Isolation and hormonal responsiveness of primary cultures of human bone-derived cells: Gender and age differences

We present a model for isolating human cell culture derived from biopsies obtained during orthopedic surgery. Four donor groups were defined by gender and age: pre- and postmenopausal women (<50 and >55 years, respectively), and younger (30-55 years) and older (>60 years) men. Bone-derived cells were identified as osteoblasts by major osteoblastic characteristics; that is, high alkaline phosphatase (ALP) activity, dose-dependent increase of ALP by 1,25-(OH)(2)D-3, high levels of parathyroid hormone (PTK)-induced cyclic AMP, and 1,25-(OH)(2)D-3-induced osteocalcin. In all cells, levels of osteocalcin were significantly elevated (p < 0.05 and 0.01). In cells derived from men, no significant age differences were found in ALP and osteocalcin values of basal activity and in fold stimulation 1,25(OH)(2)D-3. Cells from postmenopausal women showed a nonsignificant lower basal ALP activity than premenopausal cells. In postmenopausal cells, ALP responded less to 1,25(OH)(2)D-3 (33% increase, p < 0.05) than the premenopausal cells (100% increase,p p < 0.05).
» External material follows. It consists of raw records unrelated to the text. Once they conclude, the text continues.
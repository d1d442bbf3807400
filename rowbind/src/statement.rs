//! Statements and their parameters

use crate::error::Result;
use crate::runner::StatementRunner;
use crate::traits::{ConnectionSource, Parameters, Record, ToValue};
use crate::value::Value;

/// A single statement parameter.
///
/// The name may be written with its placeholder sigil (`@id`, `:id`) or
/// without (`id`); [`bare_name`](Parameter::bare_name) strips it. An empty
/// name marks a positional parameter.
#[derive(Debug, Clone, PartialEq)]
pub struct Parameter {
    name: String,
    value: Value,
}

impl Parameter {
    /// Create a named parameter.
    pub fn new(name: impl Into<String>, value: impl ToValue) -> Self {
        Self {
            name: name.into(),
            value: value.to_value(),
        }
    }

    /// Create a positional parameter.
    pub fn positional(value: impl ToValue) -> Self {
        Self {
            name: String::new(),
            value: value.to_value(),
        }
    }

    /// The name exactly as given.
    pub fn name(&self) -> &str {
        &self.name
    }

    /// The name without a leading `@` or `:` sigil.
    pub fn bare_name(&self) -> &str {
        self.name
            .strip_prefix('@')
            .or_else(|| self.name.strip_prefix(':'))
            .unwrap_or(&self.name)
    }

    pub fn is_positional(&self) -> bool {
        self.name.is_empty()
    }

    pub fn value(&self) -> &Value {
        &self.value
    }

    pub fn into_value(self) -> Value {
        self.value
    }
}

/// SQL text plus its ordered parameters, ready for execution.
///
/// The SQL is passed to the driver untouched; it is neither parsed nor
/// validated here.
///
/// # Example
///
/// ```ignore
/// use rowbind::Statement;
///
/// let users: Vec<User> = Statement::new("SELECT Id, Name FROM Users WHERE Id = :id")
///     .bind("id", 3)
///     .fetch_all(&runner)
///     .await?;
/// ```
#[derive(Debug, Clone, PartialEq)]
pub struct Statement {
    sql: String,
    parameters: Vec<Parameter>,
}

impl Statement {
    /// Create a new statement with the given SQL and no parameters.
    pub fn new(sql: impl Into<String>) -> Self {
        Self {
            sql: sql.into(),
            parameters: Vec::new(),
        }
    }

    /// Bind a named parameter.
    pub fn bind<T: ToValue>(mut self, name: impl Into<String>, value: T) -> Self {
        self.parameters.push(Parameter::new(name, value));
        self
    }

    /// Bind a positional parameter.
    ///
    /// Positional and named parameters cannot be mixed in one statement.
    pub fn push<T: ToValue>(mut self, value: T) -> Self {
        self.parameters.push(Parameter::positional(value));
        self
    }

    /// Bind every field of `record` as a named parameter.
    pub fn bind_record<T: Parameters>(mut self, record: &T) -> Self {
        self.parameters.extend(record.to_parameters());
        self
    }

    /// Append already-built parameters.
    pub fn with_parameters(mut self, parameters: impl IntoIterator<Item = Parameter>) -> Self {
        self.parameters.extend(parameters);
        self
    }

    /// Get the SQL string.
    pub fn sql(&self) -> &str {
        &self.sql
    }

    /// Get the bound parameters.
    pub fn parameters(&self) -> &[Parameter] {
        &self.parameters
    }

    /// Fetch all rows, materialized as `T`.
    pub async fn fetch_all<T, S>(&self, runner: &StatementRunner<S>) -> Result<Vec<T>>
    where
        T: Record + Send,
        S: ConnectionSource,
    {
        runner.query(self).await
    }

    /// Execute as a non-query and return the affected row count.
    pub async fn execute_non_query<S: ConnectionSource>(
        &self,
        runner: &StatementRunner<S>,
    ) -> Result<u64> {
        runner.execute_non_query(self).await
    }
}

impl From<&str> for Statement {
    fn from(sql: &str) -> Self {
        Statement::new(sql)
    }
}

impl From<String> for Statement {
    fn from(sql: String) -> Self {
        Statement::new(sql)
    }
}
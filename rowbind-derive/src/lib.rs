//! Derive macros for the rowbind row binding engine
//!
//! This crate provides the following derive macros:
//! - `Record` - Maps result rows to Rust structs by column name
//! - `Parameters` - Converts Rust structs to named statement parameters
//!
//! These macros are re-exported from the `rowbind` crate, so users typically
//! don't need to depend on this crate directly.

use proc_macro::TokenStream;
use syn::{parse_macro_input, DeriveInput};

mod attrs;
mod parameters;
mod record;

/// Derive macro for binding result rows to Rust structs.
///
/// Generates a `rowbind::Record` implementation whose `set_field` matches a
/// column name exactly (case-sensitive) against each field's name. The struct
/// must also implement `Default`, which supplies the value of every field
/// the row has no column for. Bound field types must implement `Default`
/// too: a SQL NULL leaves the field at that default (`None` for `Option`).
///
/// # Attributes
///
/// - `#[rowbind(rename = "ColumnName")]` - Match this column name instead of the field name
/// - `#[rowbind(skip)]` - Never bind this field
///
/// # Example
///
/// ```ignore
/// use rowbind::Record;
///
/// #[derive(Default, Record)]
/// pub struct User {
///     #[rowbind(rename = "Id")]
///     pub id: i64,
///     #[rowbind(rename = "Name")]
///     pub name: String,
///     #[rowbind(rename = "Score")]
///     pub score: Option<i32>,
/// }
/// ```
#[proc_macro_derive(Record, attributes(rowbind))]
pub fn derive_record(input: TokenStream) -> TokenStream {
    let input = parse_macro_input!(input as DeriveInput);
    record::derive_record_impl(input)
        .unwrap_or_else(|e| e.to_compile_error())
        .into()
}

/// Derive macro for converting Rust structs to named statement parameters.
///
/// Generates a `rowbind::Parameters` implementation with one parameter per
/// field, in declaration order.
///
/// # Attributes
///
/// - `#[rowbind(rename = "name")]` - Use a different parameter name for this field
/// - `#[rowbind(skip)]` - Leave this field out
///
/// # Example
///
/// ```ignore
/// use rowbind::{Parameters, Statement};
///
/// #[derive(Parameters)]
/// pub struct NewUser {
///     #[rowbind(rename = "Name")]
///     pub name: String,
///     #[rowbind(rename = "Score")]
///     pub score: Option<i32>,
/// }
///
/// let stmt = Statement::new("INSERT INTO Users (Name, Score) VALUES (:Name, :Score)")
///     .bind_record(&new_user);
/// ```
#[proc_macro_derive(Parameters, attributes(rowbind))]
pub fn derive_parameters(input: TokenStream) -> TokenStream {
    let input = parse_macro_input!(input as DeriveInput);
    parameters::derive_parameters_impl(input)
        .unwrap_or_else(|e| e.to_compile_error())
        .into()
}
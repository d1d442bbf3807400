//! MySQL row implementation

use std::sync::Arc;

use crate::error::{Error, Result};
use crate::traits::Row;
use crate::value::Value;
use mysql_async::Row as MySqlAsyncRow;

use super::types::from_mysql_value;

/// A MySQL result row with its values already converted.
///
/// Column names are shared between all rows of one result set.
#[derive(Debug, Clone)]
pub struct MySqlRow {
    columns: Arc<[String]>,
    values: Vec<Value>,
}

impl MySqlRow {
    /// Convert a mysql_async Row, reusing `columns` when the caller already
    /// has the result set's names.
    pub fn from_mysql_row(row: MySqlAsyncRow, columns: Option<Arc<[String]>>) -> Result<Self> {
        let columns = columns.unwrap_or_else(|| column_names(&row));
        let values = (0..row.len())
            .map(|i| {
                row.as_ref(i).cloned().map(from_mysql_value).ok_or_else(|| {
                    Error::ColumnNotFound(columns.get(i).cloned().unwrap_or_default())
                })
            })
            .collect::<Result<Vec<_>>>()?;

        Ok(Self { columns, values })
    }

    pub fn columns(&self) -> &Arc<[String]> {
        &self.columns
    }
}

/// Column names of `row`, in order.
pub fn column_names(row: &MySqlAsyncRow) -> Arc<[String]> {
    row.columns_ref()
        .iter()
        .map(|column| column.name_str().into_owned())
        .collect()
}

impl Row for MySqlRow {
    fn column_count(&self) -> usize {
        self.values.len()
    }

    fn column_name(&self, index: usize) -> Option<&str> {
        self.columns.get(index).map(String::as_str)
    }

    fn value(&self, index: usize) -> Option<&Value> {
        self.values.get(index)
    }
}
//! MySQL backend for rowbind
//!
//! One [`MySqlConnection`] wraps one `mysql_async::Conn`; there is no pool.
//! Statements run through the binary protocol, so named parameters use
//! `:name` placeholders and positional ones use `?`.

mod connection;
mod cursor;
mod row;
mod source;
mod types;

pub use connection::MySqlConnection;
pub use cursor::MySqlCursor;
pub use row::MySqlRow;
pub use source::MySqlSource;
pub use types::{from_mysql_value, to_mysql_params, to_mysql_value};
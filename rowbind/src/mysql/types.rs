//! Value and parameter conversion for MySQL

use crate::error::{Error, Result};
use crate::statement::Parameter;
use crate::value::Value;
use chrono::{Datelike, NaiveDate, NaiveDateTime, NaiveTime, Timelike};
use mysql_async::{Params, Value as MySqlValue};

/// Convert a statement's parameters into mysql_async params.
///
/// All-positional parameters bind in order to `?` placeholders; named ones
/// bind to `:name` placeholders with any `@`/`:` sigil stripped. Mixing the
/// two is rejected.
pub fn to_mysql_params(parameters: &[Parameter]) -> Result<Params> {
    if parameters.is_empty() {
        return Ok(Params::Empty);
    }

    let positional = parameters.iter().filter(|p| p.is_positional()).count();
    if positional == parameters.len() {
        let values = parameters.iter().map(|p| to_mysql_value(p.value())).collect();
        return Ok(Params::Positional(values));
    }
    if positional > 0 {
        return Err(Error::Parameter(format!(
            "cannot mix {} positional and {} named parameters",
            positional,
            parameters.len() - positional
        )));
    }

    let mut named: Vec<(String, MySqlValue)> = Vec::with_capacity(parameters.len());
    for parameter in parameters {
        let name = parameter.bare_name();
        if name.is_empty() {
            return Err(Error::Parameter(format!(
                "parameter name `{}` has no identifier",
                parameter.name()
            )));
        }
        if named.iter().any(|(existing, _)| existing == name) {
            return Err(Error::Parameter(format!("duplicate parameter `{}`", name)));
        }
        named.push((name.to_string(), to_mysql_value(parameter.value())));
    }
    Ok(Params::from(named))
}

/// Convert a rowbind Value to a mysql_async Value
pub fn to_mysql_value(value: &Value) -> MySqlValue {
    match value {
        Value::Null => MySqlValue::NULL,
        Value::Bool(v) => MySqlValue::from(*v),
        Value::I8(v) => MySqlValue::from(*v),
        Value::I16(v) => MySqlValue::from(*v),
        Value::I32(v) => MySqlValue::from(*v),
        Value::I64(v) => MySqlValue::from(*v),
        Value::U8(v) => MySqlValue::from(*v),
        Value::U16(v) => MySqlValue::from(*v),
        Value::U32(v) => MySqlValue::from(*v),
        Value::U64(v) => MySqlValue::from(*v),
        Value::F32(v) => MySqlValue::from(*v),
        Value::F64(v) => MySqlValue::from(*v),
        Value::String(v) => MySqlValue::from(v.as_str()),
        Value::Bytes(v) => MySqlValue::from(v.as_slice()),
        Value::Date(v) => {
            MySqlValue::Date(v.year() as u16, v.month() as u8, v.day() as u8, 0, 0, 0, 0)
        }
        Value::DateTime(v) => MySqlValue::Date(
            v.year() as u16,
            v.month() as u8,
            v.day() as u8,
            v.hour() as u8,
            v.minute() as u8,
            v.second() as u8,
            v.and_utc().timestamp_subsec_micros(),
        ),
        Value::Time(v) => MySqlValue::Time(
            false,
            0,
            v.hour() as u8,
            v.minute() as u8,
            v.second() as u8,
            v.nanosecond() / 1000,
        ),
        // Sent as text; the server casts to the column type
        Value::Decimal(v) => MySqlValue::from(v.to_string()),
        Value::Json(v) => MySqlValue::from(v.to_string()),
    }
}

fn date_text(year: u16, month: u8, day: u8) -> String {
    format!("{:04}-{:02}-{:02}", year, month, day)
}

fn time_text(hours: u32, minutes: u8, seconds: u8, micros: u32) -> String {
    if micros == 0 {
        format!("{:02}:{:02}:{:02}", hours, minutes, seconds)
    } else {
        format!("{:02}:{:02}:{:02}.{:06}", hours, minutes, seconds, micros)
    }
}

/// Convert a mysql_async Value to a rowbind Value
///
/// Text arrives as bytes and is kept as a string when it is valid UTF-8.
/// A DATETIME at exact midnight is indistinguishable from a DATE and comes
/// back as `Value::Date`; `FromValue` promotes it where a datetime is wanted.
///
/// Temporal values chrono cannot represent (zero dates, TIME outside
/// `00:00:00..24:00:00`) come back as `Value::String` in the server's text
/// form, so every legal column value converts.
pub fn from_mysql_value(value: MySqlValue) -> Value {
    match value {
        MySqlValue::NULL => Value::Null,
        MySqlValue::Bytes(v) => match String::from_utf8(v) {
            Ok(s) => Value::String(s),
            Err(e) => Value::Bytes(e.into_bytes()),
        },
        MySqlValue::Int(v) => Value::I64(v),
        MySqlValue::UInt(v) => Value::U64(v),
        MySqlValue::Float(v) => Value::F32(v),
        MySqlValue::Double(v) => Value::F64(v),
        MySqlValue::Date(year, month, day, hour, minute, second, micros) => {
            let date = NaiveDate::from_ymd_opt(year.into(), month.into(), day.into());
            let time =
                NaiveTime::from_hms_micro_opt(hour.into(), minute.into(), second.into(), micros);
            match (date, time) {
                (Some(date), Some(_)) if (hour, minute, second, micros) == (0, 0, 0, 0) => {
                    Value::Date(date)
                }
                (Some(date), Some(time)) => Value::DateTime(NaiveDateTime::new(date, time)),
                _ if (hour, minute, second, micros) == (0, 0, 0, 0) => {
                    Value::String(date_text(year, month, day))
                }
                _ => Value::String(format!(
                    "{} {}",
                    date_text(year, month, day),
                    time_text(hour.into(), minute, second, micros)
                )),
            }
        }
        MySqlValue::Time(is_neg, days, hours, minutes, seconds, micros) => {
            let time = if is_neg || days > 0 {
                None
            } else {
                NaiveTime::from_hms_micro_opt(hours.into(), minutes.into(), seconds.into(), micros)
            };
            match time {
                Some(time) => Value::Time(time),
                None => Value::String(format!(
                    "{}{}",
                    if is_neg { "-" } else { "" },
                    time_text(days * 24 + u32::from(hours), minutes, seconds, micros)
                )),
            }
        }
    }
}
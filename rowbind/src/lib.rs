//! rowbind - statement execution and row binding
//!
//! The data-access layer underneath repository implementations: it opens a
//! connection per call, executes parameterized SQL, streams result rows
//! through a callback, and maps rows into record types by column name.
//!
//! # Features
//!
//! - **Scoped lifecycle**: every connection a call opens is closed exactly
//!   once before the call returns, including when a row handler fails
//! - **Name-based binding**: `#[derive(Record)]` builds a column -> field
//!   mapping; unknown columns are ignored, missing ones keep defaults
//! - **Nullable fields**: `Option<T>` fields get an explicit `None` for NULL
//! - **Pluggable drivers**: `Connection`/`Cursor`/`Row` traits, with a
//!   MySQL backend built on `mysql_async`
//!
//! # Example
//!
//! ```ignore
//! use rowbind::{MySqlSource, Record, Statement, StatementRunner};
//!
//! #[derive(Debug, Default, Record)]
//! pub struct User {
//!     #[rowbind(rename = "Id")]
//!     pub id: i64,
//!     #[rowbind(rename = "Name")]
//!     pub name: String,
//!     #[rowbind(rename = "Score")]
//!     pub score: Option<i32>,
//! }
//!
//! async fn find_user(runner: &StatementRunner<MySqlSource>, id: i64) -> rowbind::Result<Vec<User>> {
//!     runner
//!         .query(&Statement::new("SELECT Id, Name, Score FROM Users WHERE Id = :id").bind("id", id))
//!         .await
//! }
//! ```

pub mod binder;
pub mod error;
pub mod materialize;
pub mod mysql;
pub mod runner;
pub mod settings;
pub mod statement;
pub mod traits;
pub mod value;

// Re-export the derive macros
pub use rowbind_derive::{Parameters, Record};

// Re-export main types
pub use binder::RowCollector;
pub use error::{Error, ErrorKind, Result};
pub use materialize::{
    to_positional_array, to_record, to_record_with, BindingPolicy, FieldOutcome, RecordBuilder,
};
pub use mysql::{MySqlConnection, MySqlCursor, MySqlRow, MySqlSource};
pub use runner::{Phase, StatementRunner};
pub use settings::ConnectionSettings;
pub use statement::{Parameter, Statement};
pub use traits::{
    Connection, ConnectionSource, Cursor, FromValue, Parameters, Record, Row, RowExt, ToValue,
};
pub use value::Value;
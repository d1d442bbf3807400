//! FromValue trait for converting column values to Rust types

use crate::error::{Error, Result};
use crate::value::Value;
use chrono::{NaiveDate, NaiveDateTime, NaiveTime};
use rust_decimal::Decimal;

/// Trait for types that can be constructed from a column value.
///
/// This is the typed accessor a cursor exposes: record fields are filled by
/// calling `from_value` with the field's declared type. `Option<T>` is the
/// nullable wrapper and unwraps to `T` for the conversion itself.
///
/// Implement it manually for custom field types (e.g., enums stored as text).
pub trait FromValue: Sized {
    /// Convert a column value to this type.
    fn from_value(value: Value) -> Result<Self>;

    /// Convert a column value bound to a record field.
    ///
    /// SQL NULL yields `Self::default()` instead of an error, so a nullable
    /// column read into a plain field leaves it at its default and an
    /// `Option<T>` field gets an explicit `None`.
    fn from_field_value(value: Value) -> Result<Self>
    where
        Self: Default,
    {
        if value.is_null() {
            Ok(Self::default())
        } else {
            Self::from_value(value)
        }
    }
}

fn mismatch(expected: &'static str, value: &Value) -> Error {
    match value {
        Value::Null => Error::UnexpectedNull(expected),
        other => Error::TypeConversion {
            expected,
            actual: other.type_name().to_string(),
        },
    }
}

fn out_of_range(expected: &'static str, actual: impl std::fmt::Display) -> Error {
    Error::TypeConversion {
        expected,
        actual: format!("{} out of range", actual),
    }
}

// Integers widen freely and narrow with a range check; drivers rarely report
// the exact declared width (MySQL returns every integer as i64/u64).
macro_rules! impl_from_value_int {
    ($($ty:ty),* $(,)?) => {
        $(
            impl FromValue for $ty {
                fn from_value(value: Value) -> Result<Self> {
                    let name = stringify!($ty);
                    match value {
                        Value::I8(v) => <$ty>::try_from(v).map_err(|_| out_of_range(name, format!("i8({})", v))),
                        Value::I16(v) => <$ty>::try_from(v).map_err(|_| out_of_range(name, format!("i16({})", v))),
                        Value::I32(v) => <$ty>::try_from(v).map_err(|_| out_of_range(name, format!("i32({})", v))),
                        Value::I64(v) => <$ty>::try_from(v).map_err(|_| out_of_range(name, format!("i64({})", v))),
                        Value::U8(v) => <$ty>::try_from(v).map_err(|_| out_of_range(name, format!("u8({})", v))),
                        Value::U16(v) => <$ty>::try_from(v).map_err(|_| out_of_range(name, format!("u16({})", v))),
                        Value::U32(v) => <$ty>::try_from(v).map_err(|_| out_of_range(name, format!("u32({})", v))),
                        Value::U64(v) => <$ty>::try_from(v).map_err(|_| out_of_range(name, format!("u64({})", v))),
                        other => Err(mismatch(name, &other)),
                    }
                }
            }
        )*
    };
}

impl_from_value_int!(i8, i16, i32, i64, u8, u16, u32, u64);

impl FromValue for bool {
    fn from_value(value: Value) -> Result<Self> {
        match value {
            Value::Bool(v) => Ok(v),
            Value::I8(v) => Ok(v != 0),
            Value::I16(v) => Ok(v != 0),
            Value::I32(v) => Ok(v != 0),
            Value::I64(v) => Ok(v != 0),
            Value::U8(v) => Ok(v != 0),
            Value::U16(v) => Ok(v != 0),
            Value::U32(v) => Ok(v != 0),
            Value::U64(v) => Ok(v != 0),
            other => Err(mismatch("bool", &other)),
        }
    }
}

impl FromValue for f32 {
    fn from_value(value: Value) -> Result<Self> {
        match value {
            Value::F32(v) => Ok(v),
            Value::F64(v) => Ok(v as f32),
            other => Err(mismatch("f32", &other)),
        }
    }
}

impl FromValue for f64 {
    fn from_value(value: Value) -> Result<Self> {
        match value {
            Value::F32(v) => Ok(v as f64),
            Value::F64(v) => Ok(v),
            Value::I8(v) => Ok(v.into()),
            Value::I16(v) => Ok(v.into()),
            Value::I32(v) => Ok(v.into()),
            Value::I64(v) => Ok(v as f64),
            Value::U8(v) => Ok(v.into()),
            Value::U16(v) => Ok(v.into()),
            Value::U32(v) => Ok(v.into()),
            Value::U64(v) => Ok(v as f64),
            Value::Decimal(v) => v.to_string().parse().map_err(|_| Error::TypeConversion {
                expected: "f64",
                actual: format!("decimal {}", v),
            }),
            other => Err(mismatch("f64", &other)),
        }
    }
}

impl FromValue for String {
    fn from_value(value: Value) -> Result<Self> {
        match value {
            Value::String(v) => Ok(v),
            Value::Bytes(v) => String::from_utf8(v).map_err(|e| Error::TypeConversion {
                expected: "utf8 string",
                actual: format!("invalid utf8: {}", e),
            }),
            other => Err(mismatch("string", &other)),
        }
    }
}

impl FromValue for Vec<u8> {
    fn from_value(value: Value) -> Result<Self> {
        match value {
            Value::Bytes(v) => Ok(v),
            Value::String(v) => Ok(v.into_bytes()),
            other => Err(mismatch("bytes", &other)),
        }
    }
}

impl FromValue for NaiveDate {
    fn from_value(value: Value) -> Result<Self> {
        match value {
            Value::Date(v) => Ok(v),
            Value::DateTime(v) => Ok(v.date()),
            other => Err(mismatch("date", &other)),
        }
    }
}

impl FromValue for NaiveDateTime {
    fn from_value(value: Value) -> Result<Self> {
        match value {
            Value::DateTime(v) => Ok(v),
            Value::Date(v) => Ok(v.and_time(NaiveTime::MIN)),
            other => Err(mismatch("datetime", &other)),
        }
    }
}

impl FromValue for NaiveTime {
    fn from_value(value: Value) -> Result<Self> {
        match value {
            Value::Time(v) => Ok(v),
            Value::DateTime(v) => Ok(v.time()),
            other => Err(mismatch("time", &other)),
        }
    }
}

impl FromValue for Decimal {
    fn from_value(value: Value) -> Result<Self> {
        match value {
            Value::Decimal(v) => Ok(v),
            Value::I64(v) => Ok(Decimal::from(v)),
            Value::U64(v) => Ok(Decimal::from(v)),
            Value::String(v) => v.parse().map_err(|_| Error::TypeConversion {
                expected: "decimal",
                actual: format!("invalid decimal string: {}", v),
            }),
            other => Err(mismatch("decimal", &other)),
        }
    }
}

impl FromValue for serde_json::Value {
    fn from_value(value: Value) -> Result<Self> {
        match value {
            Value::Json(v) => Ok(v),
            Value::String(v) => serde_json::from_str(&v).map_err(|e| Error::TypeConversion {
                expected: "json",
                actual: format!("invalid json: {}", e),
            }),
            other => Err(mismatch("json", &other)),
        }
    }
}

/// Pass-through for positional arrays and untyped transforms.
impl FromValue for Value {
    fn from_value(value: Value) -> Result<Self> {
        Ok(value)
    }
}

// The nullable wrapper: NULL becomes an explicit `None`, never `T::default()`.
impl<T: FromValue> FromValue for Option<T> {
    fn from_value(value: Value) -> Result<Self> {
        match value {
            Value::Null => Ok(None),
            _ => Ok(Some(T::from_value(value)?)),
        }
    }
}
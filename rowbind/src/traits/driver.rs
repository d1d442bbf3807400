//! Driver traits the engine executes against

use crate::error::Result;
use crate::statement::Statement;
use crate::traits::Row;
use async_trait::async_trait;

/// A single database connection with an explicit open/close lifecycle.
///
/// A connection is owned by exactly one in-flight execution. It is
/// constructed closed by a [`ConnectionSource`](crate::ConnectionSource),
/// opened by the runner, and closed again before the runner returns.
#[async_trait]
pub trait Connection: Send {
    /// Establish the physical session.
    async fn open(&mut self) -> Result<()>;

    /// Release the physical session.
    ///
    /// Closing a connection that was never opened is a no-op.
    async fn close(&mut self) -> Result<()>;

    /// Bind the statement's parameters and open a forward-only cursor over
    /// its result rows. The cursor borrows the connection.
    async fn query<'c>(&'c mut self, statement: &Statement) -> Result<Box<dyn Cursor + 'c>>;

    /// Bind the statement's parameters and execute it, returning the number
    /// of affected rows.
    async fn execute(&mut self, statement: &Statement) -> Result<u64>;
}

/// A forward-only, single-pass cursor over result rows.
///
/// Every call to [`advance`](Cursor::advance) that returns `true` positions
/// the cursor on the next row; `current` then yields it until the next
/// advance.
#[async_trait]
pub trait Cursor: Send {
    /// Move to the next row. Returns `false` once the rows are exhausted.
    async fn advance(&mut self) -> Result<bool>;

    /// The row the cursor is positioned on.
    fn current(&self) -> Option<&dyn Row>;

    /// Discard any remaining rows. Safe to call more than once.
    async fn close(&mut self) -> Result<()>;
}
//! Parameters derive macro implementation

use proc_macro2::TokenStream;
use quote::quote;
use syn::{DeriveInput, Result};

use crate::attrs::parse_struct_fields;

pub fn derive_parameters_impl(input: DeriveInput) -> Result<TokenStream> {
    let name = &input.ident;
    let generics = &input.generics;
    let (impl_generics, ty_generics, where_clause) = generics.split_for_impl();

    let field_configs = parse_struct_fields(&input)?;
    let bound: Vec<_> = field_configs.iter().filter(|c| !c.skip).collect();

    let parameter_names: Vec<&str> = bound.iter().map(|c| c.name.as_str()).collect();

    let parameters: Vec<TokenStream> = bound
        .iter()
        .map(|config| {
            let field_ident = &config.ident;
            let parameter_name = &config.name;
            quote! {
                rowbind::Parameter::new(#parameter_name, &self.#field_ident)
            }
        })
        .collect();

    let expanded = quote! {
        impl #impl_generics rowbind::Parameters for #name #ty_generics #where_clause {
            fn parameter_names() -> &'static [&'static str] {
                &[#(#parameter_names),*]
            }

            fn to_parameters(&self) -> Vec<rowbind::Parameter> {
                vec![#(#parameters),*]
            }
        }
    };

    Ok(expanded)
}
//! Parameters trait for converting structs to named statement parameters

use crate::statement::Parameter;

/// Trait for types whose fields can be bound as named parameters.
///
/// This trait is typically implemented via `#[derive(Parameters)]`, which
/// emits one parameter per field (named after the field, or its
/// `#[rowbind(rename = "..")]`), skipping fields marked `#[rowbind(skip)]`.
pub trait Parameters {
    /// Parameter names, in field declaration order.
    fn parameter_names() -> &'static [&'static str];

    /// Named parameters, in field declaration order.
    fn to_parameters(&self) -> Vec<Parameter>;
}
In cells from either age group, ALP did not respond to the gonadal steroids 17 beta-estradiol (E-2) and dihydrotestosterone (DHT) or progesterone, Basal levels of osteocalcin were higher in cells of premenopausal origin as compared with postmenopausal cells (p = 0.05), but response to 1,25(OH)(2)D-3 was the same. PTH significantly stimulated cAMP (p = 0.001) in all age and gender groups analyzed, In all groups, no differences were found in either basal activity or in PTH response. Unlike men, cells derived from the bone of women were more susceptible to age changes. We postulate that the postmenopausal cell population had a decreased number of osteoblasts, or cells in a lower differentiation stage. These results extend our knowledge of bone biology found in animal models and reveal that human osteoblasts from men do not show the same age-dependent differences observed in women. (C) 1999 by Elsevier Science Inc, All rights reserved.